### ABOUT THIS EXERCISE
In the entries below, find each line with the word "impl" and return it.

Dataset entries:
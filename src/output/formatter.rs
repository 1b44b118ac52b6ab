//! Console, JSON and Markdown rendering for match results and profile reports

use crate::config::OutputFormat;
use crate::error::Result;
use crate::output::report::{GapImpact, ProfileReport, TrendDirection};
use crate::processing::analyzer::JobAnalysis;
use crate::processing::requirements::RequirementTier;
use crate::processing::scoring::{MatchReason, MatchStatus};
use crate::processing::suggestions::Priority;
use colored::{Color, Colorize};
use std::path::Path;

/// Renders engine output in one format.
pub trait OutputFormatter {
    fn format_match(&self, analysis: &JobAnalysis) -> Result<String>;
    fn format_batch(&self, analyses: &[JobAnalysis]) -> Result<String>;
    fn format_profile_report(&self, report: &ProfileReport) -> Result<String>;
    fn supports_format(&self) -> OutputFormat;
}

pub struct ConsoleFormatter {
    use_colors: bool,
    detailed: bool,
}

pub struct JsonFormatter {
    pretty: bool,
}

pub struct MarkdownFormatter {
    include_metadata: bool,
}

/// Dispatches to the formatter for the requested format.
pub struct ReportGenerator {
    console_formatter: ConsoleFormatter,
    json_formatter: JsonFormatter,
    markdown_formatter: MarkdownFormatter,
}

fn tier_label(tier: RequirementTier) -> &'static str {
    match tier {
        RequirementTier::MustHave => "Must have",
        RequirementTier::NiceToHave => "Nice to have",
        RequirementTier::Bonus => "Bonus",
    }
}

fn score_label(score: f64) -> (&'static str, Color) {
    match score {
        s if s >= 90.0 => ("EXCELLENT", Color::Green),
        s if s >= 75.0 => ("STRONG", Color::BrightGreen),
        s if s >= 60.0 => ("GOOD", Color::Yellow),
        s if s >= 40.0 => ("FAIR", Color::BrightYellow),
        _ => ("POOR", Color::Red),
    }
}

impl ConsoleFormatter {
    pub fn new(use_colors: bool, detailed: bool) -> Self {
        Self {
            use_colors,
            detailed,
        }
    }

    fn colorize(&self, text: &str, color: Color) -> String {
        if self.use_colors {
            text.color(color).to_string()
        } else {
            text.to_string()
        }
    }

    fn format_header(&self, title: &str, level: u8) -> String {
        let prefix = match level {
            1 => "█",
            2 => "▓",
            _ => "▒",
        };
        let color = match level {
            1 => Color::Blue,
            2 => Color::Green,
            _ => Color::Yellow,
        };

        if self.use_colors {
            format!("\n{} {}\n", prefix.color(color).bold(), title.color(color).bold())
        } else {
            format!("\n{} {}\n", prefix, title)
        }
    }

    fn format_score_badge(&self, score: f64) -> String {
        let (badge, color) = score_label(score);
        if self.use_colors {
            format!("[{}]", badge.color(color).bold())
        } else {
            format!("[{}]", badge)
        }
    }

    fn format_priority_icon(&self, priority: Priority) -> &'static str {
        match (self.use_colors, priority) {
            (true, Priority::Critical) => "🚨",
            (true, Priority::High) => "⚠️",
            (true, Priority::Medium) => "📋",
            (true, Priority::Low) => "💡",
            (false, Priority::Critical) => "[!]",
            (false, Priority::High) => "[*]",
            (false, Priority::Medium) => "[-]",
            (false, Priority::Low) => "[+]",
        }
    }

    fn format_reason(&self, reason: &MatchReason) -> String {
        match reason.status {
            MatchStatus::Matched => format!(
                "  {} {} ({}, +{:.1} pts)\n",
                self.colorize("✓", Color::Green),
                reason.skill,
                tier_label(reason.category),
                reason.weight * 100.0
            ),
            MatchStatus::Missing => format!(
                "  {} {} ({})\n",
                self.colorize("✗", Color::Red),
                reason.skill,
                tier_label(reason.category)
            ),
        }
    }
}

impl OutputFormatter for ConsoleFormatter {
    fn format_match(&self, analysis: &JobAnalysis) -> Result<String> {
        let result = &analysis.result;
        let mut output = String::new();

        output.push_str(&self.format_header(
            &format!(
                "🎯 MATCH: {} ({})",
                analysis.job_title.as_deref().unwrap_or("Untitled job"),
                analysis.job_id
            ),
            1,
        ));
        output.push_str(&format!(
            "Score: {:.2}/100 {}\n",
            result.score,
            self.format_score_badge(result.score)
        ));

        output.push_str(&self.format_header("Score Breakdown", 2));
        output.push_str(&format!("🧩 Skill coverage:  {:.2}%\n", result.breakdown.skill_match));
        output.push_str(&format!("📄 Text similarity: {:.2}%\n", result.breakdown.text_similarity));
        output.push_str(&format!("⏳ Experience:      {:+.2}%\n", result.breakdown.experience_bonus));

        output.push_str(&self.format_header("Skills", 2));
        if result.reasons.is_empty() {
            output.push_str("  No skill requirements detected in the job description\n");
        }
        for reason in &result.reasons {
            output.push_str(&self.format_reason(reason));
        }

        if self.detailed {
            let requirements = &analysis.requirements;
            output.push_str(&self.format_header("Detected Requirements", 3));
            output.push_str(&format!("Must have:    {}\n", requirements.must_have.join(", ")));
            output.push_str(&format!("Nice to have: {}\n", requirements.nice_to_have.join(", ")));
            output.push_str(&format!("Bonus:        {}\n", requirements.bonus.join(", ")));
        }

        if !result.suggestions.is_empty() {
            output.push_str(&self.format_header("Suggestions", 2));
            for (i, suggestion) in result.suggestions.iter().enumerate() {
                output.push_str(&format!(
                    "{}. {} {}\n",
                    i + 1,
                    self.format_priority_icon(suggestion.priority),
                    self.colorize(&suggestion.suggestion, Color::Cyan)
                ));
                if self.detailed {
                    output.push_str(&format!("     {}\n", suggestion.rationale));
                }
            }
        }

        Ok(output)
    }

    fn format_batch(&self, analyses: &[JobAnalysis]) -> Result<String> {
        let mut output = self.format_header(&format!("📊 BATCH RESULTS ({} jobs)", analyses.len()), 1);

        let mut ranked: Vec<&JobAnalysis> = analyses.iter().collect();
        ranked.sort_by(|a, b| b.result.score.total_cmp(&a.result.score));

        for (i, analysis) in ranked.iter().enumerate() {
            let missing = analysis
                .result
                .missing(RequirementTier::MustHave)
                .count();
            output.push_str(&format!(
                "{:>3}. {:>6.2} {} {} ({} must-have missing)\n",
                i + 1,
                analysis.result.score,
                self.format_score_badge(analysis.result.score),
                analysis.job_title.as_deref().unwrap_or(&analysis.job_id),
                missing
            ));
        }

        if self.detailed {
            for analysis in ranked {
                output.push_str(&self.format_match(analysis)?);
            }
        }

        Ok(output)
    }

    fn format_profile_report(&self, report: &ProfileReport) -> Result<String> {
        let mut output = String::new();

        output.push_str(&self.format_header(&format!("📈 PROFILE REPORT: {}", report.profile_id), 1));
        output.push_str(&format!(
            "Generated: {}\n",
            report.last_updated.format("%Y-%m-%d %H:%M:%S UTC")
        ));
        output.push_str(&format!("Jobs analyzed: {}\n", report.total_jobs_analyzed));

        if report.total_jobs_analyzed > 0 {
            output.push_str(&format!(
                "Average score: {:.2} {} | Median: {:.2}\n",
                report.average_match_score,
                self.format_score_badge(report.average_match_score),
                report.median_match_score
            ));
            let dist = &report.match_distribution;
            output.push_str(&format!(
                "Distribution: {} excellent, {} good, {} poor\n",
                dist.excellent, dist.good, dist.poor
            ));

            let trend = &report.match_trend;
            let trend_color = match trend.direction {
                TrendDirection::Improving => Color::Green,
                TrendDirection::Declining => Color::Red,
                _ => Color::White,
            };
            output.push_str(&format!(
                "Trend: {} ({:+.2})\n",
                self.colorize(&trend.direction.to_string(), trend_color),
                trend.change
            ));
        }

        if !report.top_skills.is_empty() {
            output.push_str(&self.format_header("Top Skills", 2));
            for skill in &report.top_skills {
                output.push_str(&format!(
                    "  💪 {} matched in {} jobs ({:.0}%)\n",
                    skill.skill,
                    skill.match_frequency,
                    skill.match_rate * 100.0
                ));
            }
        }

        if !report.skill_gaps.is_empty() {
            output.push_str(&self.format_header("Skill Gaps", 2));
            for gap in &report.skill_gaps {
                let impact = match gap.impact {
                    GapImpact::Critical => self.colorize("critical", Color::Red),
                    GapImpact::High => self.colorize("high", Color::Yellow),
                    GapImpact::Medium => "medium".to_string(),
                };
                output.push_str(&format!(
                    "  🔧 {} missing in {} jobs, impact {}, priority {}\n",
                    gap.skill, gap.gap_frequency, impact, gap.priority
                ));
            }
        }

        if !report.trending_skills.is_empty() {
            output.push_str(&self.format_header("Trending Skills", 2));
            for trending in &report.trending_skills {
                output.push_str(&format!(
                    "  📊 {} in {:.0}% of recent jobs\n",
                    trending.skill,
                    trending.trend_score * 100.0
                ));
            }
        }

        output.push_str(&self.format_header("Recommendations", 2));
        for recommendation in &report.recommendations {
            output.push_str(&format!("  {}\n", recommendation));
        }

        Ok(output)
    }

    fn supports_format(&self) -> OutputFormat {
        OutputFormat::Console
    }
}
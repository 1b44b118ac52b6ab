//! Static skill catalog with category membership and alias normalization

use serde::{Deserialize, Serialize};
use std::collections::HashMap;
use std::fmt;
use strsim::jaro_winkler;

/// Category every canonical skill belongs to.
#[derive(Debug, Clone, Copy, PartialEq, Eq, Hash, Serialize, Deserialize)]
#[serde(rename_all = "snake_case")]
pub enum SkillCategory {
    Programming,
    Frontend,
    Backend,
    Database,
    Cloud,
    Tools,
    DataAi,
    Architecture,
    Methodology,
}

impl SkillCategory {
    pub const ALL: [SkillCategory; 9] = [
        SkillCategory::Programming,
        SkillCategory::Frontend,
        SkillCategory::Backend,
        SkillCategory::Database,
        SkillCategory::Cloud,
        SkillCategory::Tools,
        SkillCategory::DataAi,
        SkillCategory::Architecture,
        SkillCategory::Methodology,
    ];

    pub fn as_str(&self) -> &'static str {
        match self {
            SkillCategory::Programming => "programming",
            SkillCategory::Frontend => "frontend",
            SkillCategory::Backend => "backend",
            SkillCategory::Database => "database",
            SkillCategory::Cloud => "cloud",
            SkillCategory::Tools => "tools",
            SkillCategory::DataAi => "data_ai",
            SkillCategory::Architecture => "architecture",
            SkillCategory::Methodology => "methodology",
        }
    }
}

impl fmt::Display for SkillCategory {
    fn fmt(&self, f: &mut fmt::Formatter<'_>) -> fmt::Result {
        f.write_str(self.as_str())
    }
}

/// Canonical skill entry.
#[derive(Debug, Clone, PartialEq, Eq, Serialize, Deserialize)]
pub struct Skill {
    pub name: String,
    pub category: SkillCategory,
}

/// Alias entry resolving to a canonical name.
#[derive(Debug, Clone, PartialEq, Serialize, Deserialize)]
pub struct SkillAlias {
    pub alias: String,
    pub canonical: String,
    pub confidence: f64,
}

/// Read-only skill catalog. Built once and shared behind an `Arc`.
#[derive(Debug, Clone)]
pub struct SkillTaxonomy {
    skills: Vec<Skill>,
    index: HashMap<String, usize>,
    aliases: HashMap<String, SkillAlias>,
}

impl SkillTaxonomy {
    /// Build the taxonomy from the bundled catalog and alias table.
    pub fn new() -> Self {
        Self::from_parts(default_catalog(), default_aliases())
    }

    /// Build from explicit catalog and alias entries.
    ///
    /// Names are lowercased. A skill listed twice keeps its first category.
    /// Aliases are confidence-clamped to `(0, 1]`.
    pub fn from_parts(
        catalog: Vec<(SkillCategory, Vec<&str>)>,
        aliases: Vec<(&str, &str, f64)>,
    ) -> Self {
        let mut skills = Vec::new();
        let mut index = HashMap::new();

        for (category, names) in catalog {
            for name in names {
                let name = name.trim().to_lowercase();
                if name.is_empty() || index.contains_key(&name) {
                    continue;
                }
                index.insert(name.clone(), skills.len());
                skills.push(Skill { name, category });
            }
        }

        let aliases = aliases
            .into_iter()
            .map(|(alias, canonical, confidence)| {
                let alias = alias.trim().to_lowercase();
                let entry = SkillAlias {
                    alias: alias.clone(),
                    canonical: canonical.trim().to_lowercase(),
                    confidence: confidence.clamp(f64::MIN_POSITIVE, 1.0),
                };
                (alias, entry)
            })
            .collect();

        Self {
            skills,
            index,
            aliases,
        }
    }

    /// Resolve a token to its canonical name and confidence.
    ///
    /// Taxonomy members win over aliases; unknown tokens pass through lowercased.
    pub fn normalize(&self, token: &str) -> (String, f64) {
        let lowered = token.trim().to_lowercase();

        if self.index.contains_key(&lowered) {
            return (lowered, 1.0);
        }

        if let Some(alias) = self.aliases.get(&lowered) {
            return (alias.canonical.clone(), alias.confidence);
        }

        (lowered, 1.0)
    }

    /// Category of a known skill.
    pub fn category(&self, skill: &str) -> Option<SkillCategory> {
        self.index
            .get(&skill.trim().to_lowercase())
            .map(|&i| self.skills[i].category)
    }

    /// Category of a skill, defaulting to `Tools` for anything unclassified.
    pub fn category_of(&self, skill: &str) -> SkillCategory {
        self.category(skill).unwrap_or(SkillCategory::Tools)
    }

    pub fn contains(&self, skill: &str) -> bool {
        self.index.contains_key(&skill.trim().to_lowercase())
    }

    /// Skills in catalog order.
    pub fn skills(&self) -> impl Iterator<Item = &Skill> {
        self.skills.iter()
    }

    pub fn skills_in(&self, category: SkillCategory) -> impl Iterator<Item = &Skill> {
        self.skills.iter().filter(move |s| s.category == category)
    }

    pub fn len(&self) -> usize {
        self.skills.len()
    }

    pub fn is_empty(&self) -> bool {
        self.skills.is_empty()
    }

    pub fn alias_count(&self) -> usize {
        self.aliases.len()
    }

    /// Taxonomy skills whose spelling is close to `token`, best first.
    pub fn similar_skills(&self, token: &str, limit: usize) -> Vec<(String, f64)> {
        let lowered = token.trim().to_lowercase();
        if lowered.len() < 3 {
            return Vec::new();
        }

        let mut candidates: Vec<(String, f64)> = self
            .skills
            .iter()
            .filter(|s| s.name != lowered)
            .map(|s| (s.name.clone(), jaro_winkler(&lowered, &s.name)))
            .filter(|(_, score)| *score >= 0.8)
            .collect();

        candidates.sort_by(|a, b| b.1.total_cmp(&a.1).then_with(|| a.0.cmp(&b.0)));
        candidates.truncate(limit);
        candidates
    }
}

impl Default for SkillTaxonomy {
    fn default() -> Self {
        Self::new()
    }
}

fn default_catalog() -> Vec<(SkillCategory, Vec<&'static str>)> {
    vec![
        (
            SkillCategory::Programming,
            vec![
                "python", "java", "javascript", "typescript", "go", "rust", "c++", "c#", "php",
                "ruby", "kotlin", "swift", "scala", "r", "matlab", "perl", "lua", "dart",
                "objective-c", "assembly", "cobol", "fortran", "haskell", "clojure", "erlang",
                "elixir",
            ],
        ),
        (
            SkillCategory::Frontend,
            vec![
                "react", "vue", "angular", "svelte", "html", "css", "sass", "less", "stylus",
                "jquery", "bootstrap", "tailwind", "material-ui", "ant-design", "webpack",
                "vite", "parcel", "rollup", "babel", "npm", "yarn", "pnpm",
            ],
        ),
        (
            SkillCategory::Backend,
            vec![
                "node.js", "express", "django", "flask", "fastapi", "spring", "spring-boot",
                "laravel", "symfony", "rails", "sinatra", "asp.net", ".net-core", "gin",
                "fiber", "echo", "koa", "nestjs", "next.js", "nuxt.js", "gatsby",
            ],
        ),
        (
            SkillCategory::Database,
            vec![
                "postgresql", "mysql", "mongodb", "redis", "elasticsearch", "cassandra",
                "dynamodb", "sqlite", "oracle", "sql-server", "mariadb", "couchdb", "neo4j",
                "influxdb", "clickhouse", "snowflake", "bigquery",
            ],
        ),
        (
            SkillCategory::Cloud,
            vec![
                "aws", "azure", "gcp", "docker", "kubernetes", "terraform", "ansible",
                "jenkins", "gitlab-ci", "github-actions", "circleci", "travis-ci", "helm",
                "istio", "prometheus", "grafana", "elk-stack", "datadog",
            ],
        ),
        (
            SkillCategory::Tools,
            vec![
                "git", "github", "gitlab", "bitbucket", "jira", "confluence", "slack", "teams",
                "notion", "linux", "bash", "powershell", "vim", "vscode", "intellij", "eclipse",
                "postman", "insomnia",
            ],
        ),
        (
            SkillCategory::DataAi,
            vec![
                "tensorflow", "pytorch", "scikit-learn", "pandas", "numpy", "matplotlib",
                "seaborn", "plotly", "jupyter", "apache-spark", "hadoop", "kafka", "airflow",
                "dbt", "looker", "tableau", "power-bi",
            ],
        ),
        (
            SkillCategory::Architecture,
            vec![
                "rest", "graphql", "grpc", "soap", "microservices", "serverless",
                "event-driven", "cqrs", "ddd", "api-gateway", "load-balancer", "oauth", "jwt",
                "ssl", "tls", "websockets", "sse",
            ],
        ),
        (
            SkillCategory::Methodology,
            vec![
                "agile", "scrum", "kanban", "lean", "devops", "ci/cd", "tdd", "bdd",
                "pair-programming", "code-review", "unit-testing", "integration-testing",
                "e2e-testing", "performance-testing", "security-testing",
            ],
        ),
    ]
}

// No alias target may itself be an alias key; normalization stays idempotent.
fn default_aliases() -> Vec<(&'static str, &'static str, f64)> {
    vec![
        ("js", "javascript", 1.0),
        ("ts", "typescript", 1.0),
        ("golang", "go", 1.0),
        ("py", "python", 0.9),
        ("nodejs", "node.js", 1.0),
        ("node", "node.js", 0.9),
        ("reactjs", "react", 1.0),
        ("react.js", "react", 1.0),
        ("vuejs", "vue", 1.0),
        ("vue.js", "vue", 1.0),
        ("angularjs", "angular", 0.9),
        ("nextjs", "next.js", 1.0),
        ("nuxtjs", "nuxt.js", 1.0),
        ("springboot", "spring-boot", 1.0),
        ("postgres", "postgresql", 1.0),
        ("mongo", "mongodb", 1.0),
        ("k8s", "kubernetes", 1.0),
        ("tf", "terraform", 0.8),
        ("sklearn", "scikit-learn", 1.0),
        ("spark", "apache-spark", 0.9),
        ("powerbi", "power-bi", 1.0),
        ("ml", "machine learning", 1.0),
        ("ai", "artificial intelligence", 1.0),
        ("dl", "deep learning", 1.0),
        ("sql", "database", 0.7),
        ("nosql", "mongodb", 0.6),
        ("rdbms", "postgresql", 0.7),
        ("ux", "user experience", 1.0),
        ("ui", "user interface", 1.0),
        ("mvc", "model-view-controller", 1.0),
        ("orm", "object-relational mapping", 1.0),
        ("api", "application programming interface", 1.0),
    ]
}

### SOLVED PROBLEM
impl ConsoleFormatter {
impl OutputFormatter for ConsoleFormatter {
impl SkillCategory {
impl fmt::Display for SkillCategory {
impl SkillTaxonomy {
    pub fn skills(&self) -> impl Iterator<Item = &Skill> {
    pub fn skills_in(&self, category: SkillCategory) -> impl Iterator<Item = &Skill> {
impl Default for SkillTaxonomy {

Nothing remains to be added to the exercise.